The current cohort study used data from the K-COV-N cohort. The National Health Insurance Service (NHIS) provides health insurance services to approximately 97% of the Korean population.13 Health insurance claims—including medical health screening results, medical treatments, and medication prescriptions—have been collected by the NHIS. The Korea Disease Control and Prevention Agency (KDCA) operated as the Central Disease Control Headquarters for COVID-19 and collected data on COVID-19 and vaccinations. To promote academic research in analysing health damage caused by COVID-19 and to actively develop treatments for preventing infectious diseases, the NHIS and KDCA have linked the national health information with COVID-19-related records and thereby generated the K-COV-N cohort dataset. The eligibility dataset contains (1) demographic data, medical history, anthropometric measurements, and lifestyle questionnaires from the NHIS registered between 1 January 2009 and 31 December 2021; and (2) date of confirmation of COVID-19, date of death, area code of reporting institution, mode of transmission, dose of COVID-19 vaccines administered with the vaccination date, and type from the KDCA registered between 8 October 2020 and 31 December 2021. The dataset was matched by a confirmed COVID-19 case population with a 1:10 ratio using age and sex propensity scores. The COVID-19-related registers after 8 October 2020 were used due to the possibility of identifiability even though the personally identifiable data were strictly anonymised. Access to the dataset was allowed only after approval by the enquiry committee.

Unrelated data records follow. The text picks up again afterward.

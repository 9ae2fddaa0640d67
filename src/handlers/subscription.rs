use axum::{
    Extension,
    extract::{Path, State},
    response::IntoResponse,
};
use serde_json::json;

use super::ensure_exists;
use crate::{
    error::AppError,
    models::{id::ObjectId, subscription::Subscription},
    response::ApiResponse,
    state::SharedStore,
    store::collections::{SUBSCRIPTIONS, USERS},
    utils::jwt::Claims,
    views,
};

/// Subscribe to or unsubscribe from a channel.
pub async fn toggle_subscription(
    State(store): State<SharedStore>,
    Extension(claims): Extension<Claims>,
    Path(channel_id): Path<String>,
) -> Result<impl IntoResponse, AppError> {
    let channel = ObjectId::from_param(&channel_id, "channel ID")?;
    let subscriber = claims.principal()?;

    ensure_exists(store.as_ref(), USERS, &channel, "Channel").await?;

    let presence = store
        .toggle_presence(
            SUBSCRIPTIONS,
            Subscription { subscriber, channel }.pair_document(),
        )
        .await?;
    let subscribed = presence.is_present();

    tracing::debug!(%channel, %subscriber, subscribed, "subscription toggled");

    let message = if subscribed {
        "Subscribed successfully"
    } else {
        "Unsubscribed successfully"
    };
    Ok(ApiResponse::ok(json!({ "subscribed": subscribed }), message))
}

/// Subscribers of a channel with their user summaries.
pub async fn get_user_channel_subscribers(
    State(store): State<SharedStore>,
    Path(channel_id): Path<String>,
) -> Result<impl IntoResponse, AppError> {
    let channel = ObjectId::from_param(&channel_id, "channel ID")?;

    let subscribers = store
        .aggregate(SUBSCRIPTIONS, &views::channel_subscribers(&channel))
        .await?;

    Ok(ApiResponse::ok(subscribers, "Subscribers fetched successfully"))
}

/// Channels a user is subscribed to.
pub async fn get_subscribed_channels(
    State(store): State<SharedStore>,
    Path(subscriber_id): Path<String>,
) -> Result<impl IntoResponse, AppError> {
    let subscriber = ObjectId::from_param(&subscriber_id, "subscriber ID")?;

    let channels = store
        .aggregate(SUBSCRIPTIONS, &views::subscribed_channels(&subscriber))
        .await?;

    Ok(ApiResponse::ok(channels, "Subscribed channels fetched successfully"))
}
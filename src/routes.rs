// src/routes.rs

use axum::{
    Router,
    extract::DefaultBodyLimit,
    http::{Method, header},
    middleware,
    routing::{get, patch, post},
};
use tower_http::{cors::CorsLayer, services::ServeDir, trace::TraceLayer};

use crate::{
    error::AppError,
    handlers::{comment, healthcheck, like, subscription, tweet, user, video},
    state::AppState,
    utils::jwt::auth_middleware,
};

async fn route_not_found() -> AppError {
    AppError::NotFound("Route not found".to_string())
}

/// Assembles the main application router.
///
/// * `/api/v1` carries the JSON API; everything but healthcheck, register and login sits
///   behind the bearer-token middleware.
/// * `/media` serves uploaded files from the upload directory.
/// * Applies global middleware (Trace, CORS).
pub fn create_router(state: AppState) -> Router {
    let cors = CorsLayer::new()
        .allow_origin(state.config.cors_origin.clone())
        .allow_methods([Method::GET, Method::POST, Method::PATCH, Method::DELETE])
        .allow_headers([header::AUTHORIZATION, header::CONTENT_TYPE])
        .allow_credentials(true);

    let public_routes = Router::new()
        .route("/healthcheck", get(healthcheck::healthcheck))
        .route("/users/register", post(user::register_user))
        .route("/users/login", post(user::login_user));

    let user_routes = Router::new()
        .route("/current-user", get(user::current_user))
        .route("/history", get(user::watch_history));

    // Multipart uploads need more than the default body limit.
    let video_routes = Router::new()
        .route("/", get(video::get_all_videos).post(video::publish_video))
        .route(
            "/{videoId}",
            get(video::get_video_by_id)
                .patch(video::update_video)
                .delete(video::delete_video),
        )
        .route(
            "/toggle/publish/{videoId}",
            patch(video::toggle_publish_status),
        )
        .layer(DefaultBodyLimit::max(state.config.max_upload_bytes));

    let comment_routes = Router::new()
        .route(
            "/{videoId}",
            get(comment::get_video_comments).post(comment::add_comment),
        )
        .route(
            "/c/{commentId}",
            patch(comment::update_comment).delete(comment::delete_comment),
        );

    let like_routes = Router::new()
        .route("/toggle/v/{videoId}", post(like::toggle_video_like))
        .route("/toggle/c/{commentId}", post(like::toggle_comment_like))
        .route("/toggle/t/{tweetId}", post(like::toggle_tweet_like))
        .route("/videos", get(like::get_liked_videos));

    let subscription_routes = Router::new()
        .route(
            "/c/{channelId}",
            post(subscription::toggle_subscription)
                .get(subscription::get_user_channel_subscribers),
        )
        .route("/u/{subscriberId}", get(subscription::get_subscribed_channels));

    let tweet_routes = Router::new()
        .route("/", post(tweet::create_tweet))
        .route("/user/{userId}", get(tweet::get_user_tweets))
        .route(
            "/{tweetId}",
            patch(tweet::update_tweet).delete(tweet::delete_tweet),
        );

    let protected_routes = Router::new()
        .nest("/users", user_routes)
        .nest("/videos", video_routes)
        .nest("/comments", comment_routes)
        .nest("/likes", like_routes)
        .nest("/subscriptions", subscription_routes)
        .nest("/tweets", tweet_routes)
        .route_layer(middleware::from_fn_with_state(state.clone(), auth_middleware));

    let api = Router::new().merge(public_routes).merge(protected_routes);

    Router::new()
        .nest("/api/v1", api)
        .nest_service("/media", ServeDir::new(&state.config.upload_dir))
        .fallback(route_not_found)
        // Global Middleware (applied from outside in)
        .layer(TraceLayer::new_for_http())
        .layer(cors)
        .with_state(state)
}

A total of 2,882,789 participants who participated in health screenings from 2019 to 2020 were initially enrolled in the study. Among the participants who joined the health screenings, we excluded those who were not included for Patient Health Questionnaire-9 (PHQ-9) (n=2,329,929), diagnosed with COVID-19 before the follow-up period (n=17,228), and with missing information for other covariates (n=600). To investigate the association between the degree of depression severity and severe clinical events of COVID-19, we only included patients diagnosed with COVID-19 (n=44,706). A positive laboratory result by real-time RT-PCR assay was considered a confirmed case. Those who died within 1 month after COVID-19 infection before the severe clinical events (n=167) or were diagnosed with SARS-CoV-2 infection after 1 December 2021 due to a short follow-up period (n=15,433) were additionally excluded. Finally, 29,106 confirmed COVID-19 patients were enrolled and followed up from the diagnosis date to any severe clinical events within 1 month (Fig. 1). The Institutional Review Board of CHA University Hospital approved the study (No.: CHAMC 2022-05-052), and informed consent was waived due to anonymous cohort data provided by the NHIS and KDCA.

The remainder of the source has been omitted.